■ **To do**:
Retype the data exactly, leaving nothing out.

(Material provided begins)

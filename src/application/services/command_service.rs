use std::sync::Arc;

use futures::FutureExt;

use crate::application::errors::CommandError;
use crate::application::services::MetricsService;
use crate::domain::entities::{Command, CommandRegistry, Content, Message, Reply};
use crate::infrastructure::config::Config;

/// Service for managing and executing commands
pub struct CommandService {
    registry: CommandRegistry,
    prefix: String,
}

impl CommandService {
    pub fn new(prefix: impl Into<String>) -> Self {
        Self {
            registry: CommandRegistry::new(),
            prefix: prefix.into(),
        }
    }

    pub fn register(&mut self, command: Command) {
        self.registry.register(command);
    }

    /// Commands answered with static text from the configuration
    pub fn register_defaults(&mut self, config: &Config) {
        let texts = &config.texts;

        self.register(static_command("help", "Show help message", Reply::markdown(texts.help.join("\n")))
            .with_aliases(vec!["start".to_string()])
            .with_usage("/help [command]"));
        self.register(static_command("links", "Official links", Reply::html(texts.links.join("\n")).without_preview()));
        self.register(static_command("roadmap", "Project roadmap", Reply::html(texts.roadmap.clone()).without_preview()));
        self.register(static_command("por", "Proof of reserves", Reply::html(texts.por.clone()).without_preview()));
        self.register(static_command("about", "About the project", Reply::markdown(texts.about.join("\n")).without_preview()));
        self.register(static_command(
            "version",
            "Show bot version",
            Reply::markdown(format!("{} v{}", config.bot.name, env!("CARGO_PKG_VERSION"))),
        ));
    }

    /// Commands computed from the live sources
    pub fn register_metrics(&mut self, metrics: Arc<MetricsService>) {
        let svc = metrics.clone();
        self.register(Command::new("calc")
            .with_description("Estimate mining income for a hashrate")
            .with_usage("/calc <Sols/s>")
            .with_handler(move |msg| {
                let svc = svc.clone();
                async move { svc.calc(first_arg(&msg)).await }.boxed()
            }));

        let svc = metrics.clone();
        self.register(Command::new("network")
            .with_description("Show network status")
            .with_handler(move |_| {
                let svc = svc.clone();
                async move { svc.network().await }.boxed()
            }));

        let svc = metrics.clone();
        self.register(Command::new("halving")
            .with_description("Show the next halving countdown")
            .with_handler(move |_| {
                let svc = svc.clone();
                async move { svc.halving().await }.boxed()
            }));

        let svc = metrics.clone();
        self.register(Command::new("mninfo")
            .with_description("Show masternode statistics")
            .with_handler(move |_| {
                let svc = svc.clone();
                async move { svc.mninfo().await }.boxed()
            }));

        let svc = metrics;
        self.register(Command::new("mnrew")
            .with_description("Project masternode rewards")
            .with_usage("/mnrew [masternodes]")
            .with_handler(move |msg| {
                let svc = svc.clone();
                async move { svc.mnrew(first_arg(&msg)).await }.boxed()
            }));
    }

    pub async fn handle(&self, message: &Message) -> Result<Option<Reply>, CommandError> {
        let Content::Command { name, args } = &message.content else {
            return Ok(None);
        };

        let cmd = self.registry.find(name)
            .ok_or_else(|| CommandError::NotFound(name.clone()))?;

        // `/help <command>` describes a single command
        if cmd.name == "help" {
            if let Some(topic) = args.first() {
                return Ok(Some(Reply::markdown(self.get_help(Some(topic)))));
            }
        }

        tracing::debug!("Running /{} with args {:?}", cmd.name, args);
        match &cmd.handler {
            Some(handler) => Ok(Some(handler(message.clone()).await?)),
            None => Ok(Some(Reply::markdown(format!("Command {} not implemented", cmd.name)))),
        }
    }

    pub fn get_help(&self, command: Option<&str>) -> String {
        if let Some(name) = command {
            let name = name.trim_start_matches('/');
            if let Some(cmd) = self.registry.find(name) {
                let mut help = format!("/{} - {}", cmd.name, cmd.description.as_deref().unwrap_or("No description"));
                if let Some(usage) = &cmd.usage {
                    help.push_str(&format!("\nUsage: {}", usage));
                }
                return help;
            }
            return format!("Command /{} not found", name);
        }

        let mut help = "Available commands:\n".to_string();
        for cmd in self.registry.all() {
            help.push_str(&format!("  /{} - {}\n", cmd.name, cmd.description.as_deref().unwrap_or("")));
        }
        help
    }

    /// Name/description pairs for platform command menus
    pub fn descriptions(&self) -> Vec<(String, String)> {
        self.registry
            .all()
            .into_iter()
            .map(|c| (c.name.clone(), c.description.clone().unwrap_or_default()))
            .collect()
    }

    pub fn prefix(&self) -> &str {
        &self.prefix
    }
}

fn first_arg(message: &Message) -> Option<&str> {
    message.content.args().first().map(String::as_str)
}

fn static_command(name: &str, description: &str, reply: Reply) -> Command {
    Command::new(name)
        .with_description(description)
        .with_handler(move |_| futures::future::ready(Ok(reply.clone())).boxed())
}

#[cfg(test)]
mod tests {
    use super::*;
    use crate::domain::entities::ParseMode;

    fn service() -> CommandService {
        let mut commands = CommandService::new("/");
        commands.register_defaults(&Config::default());
        commands
    }

    #[tokio::test]
    async fn test_static_commands() {
        let config = Config::default();
        let commands = service();

        let reply = commands.handle(&Message::from_command("1", "help", vec![])).await.unwrap().unwrap();
        assert_eq!(reply.text, config.texts.help.join("\n"));
        assert_eq!(reply.parse_mode, ParseMode::Markdown);
        assert!(!reply.disable_preview);

        let reply = commands.handle(&Message::from_command("1", "Links", vec![])).await.unwrap().unwrap();
        assert_eq!(reply.parse_mode, ParseMode::Html);
        assert!(reply.disable_preview);

        let reply = commands.handle(&Message::from_command("1", "start", vec![])).await.unwrap().unwrap();
        assert_eq!(reply.text, config.texts.help.join("\n"));
    }

    #[tokio::test]
    async fn test_help_for_one_command() {
        let commands = service();
        let reply = commands
            .handle(&Message::from_command("1", "help", vec!["/help".to_string()]))
            .await
            .unwrap()
            .unwrap();
        assert_eq!(reply.text, "/help - Show help message\nUsage: /help [command]");
    }

    #[tokio::test]
    async fn test_unknown_command_and_plain_text() {
        let commands = service();
        let err = commands.handle(&Message::from_command("1", "moon", vec![])).await.unwrap_err();
        assert!(matches!(err, CommandError::NotFound(name) if name == "moon"));

        assert!(commands.handle(&Message::from_text("1", "hello")).await.unwrap().is_none());
    }

    #[test]
    fn test_descriptions_are_sorted() {
        let names: Vec<String> = service().descriptions().into_iter().map(|(n, _)| n).collect();
        assert_eq!(names, vec!["about", "help", "links", "por", "roadmap", "version"]);
    }
}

(Material provided ends)

■ **Solution for this problem**:
filename src/application/services/command_service.rs
use std::sync::Arc;

use futures::FutureExt;

use crate::application::errors::CommandError;
use crate::application::services::MetricsService;
use crate::domain::entities::{Command, CommandRegistry, Content, Message, Reply};
use crate::infrastructure::config::Config;

/// Service for managing and executing commands
pub struct CommandService {
    registry: CommandRegistry,
    prefix: String,
}

impl CommandService {
    pub fn new(prefix: impl Into<String>) -> Self {
        Self {
            registry: CommandRegistry::new(),
            prefix: prefix.into(),
        }
    }

    pub fn register(&mut self, command: Command) {
        self.registry.register(command);
    }

    /// Commands answered with static text from the configuration
    pub fn register_defaults(&mut self, config: &Config) {
        let texts = &config.texts;

        self.register(static_command("help", "Show help message", Reply::markdown(texts.help.join("\n")))
            .with_aliases(vec!["start".to_string()])
            .with_usage("/help [command]"));
        self.register(static_command("links", "Official links", Reply::html(texts.links.join("\n")).without_preview()));
        self.register(static_command("roadmap", "Project roadmap", Reply::html(texts.roadmap.clone()).without_preview()));
        self.register(static_command("por", "Proof of reserves", Reply::html(texts.por.clone()).without_preview()));
        self.register(static_command("about", "About the project", Reply::markdown(texts.about.join("\n")).without_preview()));
        self.register(static_command(
            "version",
            "Show bot version",
            Reply::markdown(format!("{} v{}", config.bot.name, env!("CARGO_PKG_VERSION"))),
        ));
    }

    /// Commands computed from the live sources
    pub fn register_metrics(&mut self, metrics: Arc<MetricsService>) {
        let svc = metrics.clone();
        self.register(Command::new("calc")
            .with_description("Estimate mining income for a hashrate")
            .with_usage("/calc <Sols/s>")
            .with_handler(move |msg| {
                let svc = svc.clone();
                async move { svc.calc(first_arg(&msg)).await }.boxed()
            }));

        let svc = metrics.clone();
        self.register(Command::new("network")
            .with_description("Show network status")
            .with_handler(move |_| {
                let svc = svc.clone();
                async move { svc.network().await }.boxed()
            }));

        let svc = metrics.clone();
        self.register(Command::new("halving")
            .with_description("Show the next halving countdown")
            .with_handler(move |_| {
                let svc = svc.clone();
                async move { svc.halving().await }.boxed()
            }));

        let svc = metrics.clone();
        self.register(Command::new("mninfo")
            .with_description("Show masternode statistics")
            .with_handler(move |_| {
                let svc = svc.clone();
                async move { svc.mninfo().await }.boxed()
            }));

        let svc = metrics;
        self.register(Command::new("mnrew")
            .with_description("Project masternode rewards")
            .with_usage("/mnrew [masternodes]")
            .with_handler(move |msg| {
                let svc = svc.clone();
                async move { svc.mnrew(first_arg(&msg)).await }.boxed()
            }));
    }

    pub async fn handle(&self, message: &Message) -> Result<Option<Reply>, CommandError> {
        let Content::Command { name, args } = &message.content else {
            return Ok(None);
        };

        let cmd = self.registry.find(name)
            .ok_or_else(|| CommandError::NotFound(name.clone()))?;

        // `/help <command>` describes a single command
        if cmd.name == "help" {
            if let Some(topic) = args.first() {
                return Ok(Some(Reply::markdown(self.get_help(Some(topic)))));
            }
        }

        tracing::debug!("Running /{} with args {:?}", cmd.name, args);
        match &cmd.handler {
            Some(handler) => Ok(Some(handler(message.clone()).await?)),
            None => Ok(Some(Reply::markdown(format!("Command {} not implemented", cmd.name)))),
        }
    }

    pub fn get_help(&self, command: Option<&str>) -> String {
        if let Some(name) = command {
            let name = name.trim_start_matches('/');
            if let Some(cmd) = self.registry.find(name) {
                let mut help = format!("/{} - {}", cmd.name, cmd.description.as_deref().unwrap_or("No description"));
                if let Some(usage) = &cmd.usage {
                    help.push_str(&format!("\nUsage: {}", usage));
                }
                return help;
            }
            return format!("Command /{} not found", name);
        }

        let mut help = "Available commands:\n".to_string();
        for cmd in self.registry.all() {
            help.push_str(&format!("  /{} - {}\n", cmd.name, cmd.description.as_deref().unwrap_or("")));
        }
        help
    }

    /// Name/description pairs for platform command menus
    pub fn descriptions(&self) -> Vec<(String, String)> {
        self.registry
            .all()
            .into_iter()
            .map(|c| (c.name.clone(), c.description.clone().unwrap_or_default()))
            .collect()
    }

    pub fn prefix(&self) -> &str {
        &self.prefix
    }
}

fn first_arg(message: &Message) -> Option<&str> {
    message.content.args().first().map(String::as_str)
}

fn static_command(name: &str, description: &str, reply: Reply) -> Command {
    Command::new(name)
        .with_description(description)
        .with_handler(move |_| futures::future::ready(Ok(reply.clone())).boxed())
}

#[cfg(test)]
mod tests {
    use super::*;
    use crate::domain::entities::ParseMode;

    fn service() -> CommandService {
        let mut commands = CommandService::new("/");
        commands.register_defaults(&Config::default());
        commands
    }

    #[tokio::test]
    async fn test_static_commands() {
        let config = Config::default();
        let commands = service();

        let reply = commands.handle(&Message::from_command("1", "help", vec![])).await.unwrap().unwrap();
        assert_eq!(reply.text, config.texts.help.join("\n"));
        assert_eq!(reply.parse_mode, ParseMode::Markdown);
        assert!(!reply.disable_preview);

        let reply = commands.handle(&Message::from_command("1", "Links", vec![])).await.unwrap().unwrap();
        assert_eq!(reply.parse_mode, ParseMode::Html);
        assert!(reply.disable_preview);

        let reply = commands.handle(&Message::from_command("1", "start", vec![])).await.unwrap().unwrap();
        assert_eq!(reply.text, config.texts.help.join("\n"));
    }

    #[tokio::test]
    async fn test_help_for_one_command() {
        let commands = service();
        let reply = commands
            .handle(&Message::from_command("1", "help", vec!["/help".to_string()]))
            .await
            .unwrap()
            .unwrap();
        assert_eq!(reply.text, "/help - Show help message\nUsage: /help [command]");
    }

    #[tokio::test]
    async fn test_unknown_command_and_plain_text() {
        let commands = service();
        let err = commands.handle(&Message::from_command("1", "moon", vec![])).await.unwrap_err();
        assert!(matches!(err, CommandError::NotFound(name) if name == "moon"));

        assert!(commands.handle(&Message::from_text("1", "hello")).await.unwrap().is_none());
    }

    #[test]
    fn test_descriptions_are_sorted() {
        let names: Vec<String> = service().descriptions().into_iter().map(|(n, _)| n).collect();
        assert_eq!(names, vec!["about", "help", "links", "por", "roadmap", "version"]);
    }
}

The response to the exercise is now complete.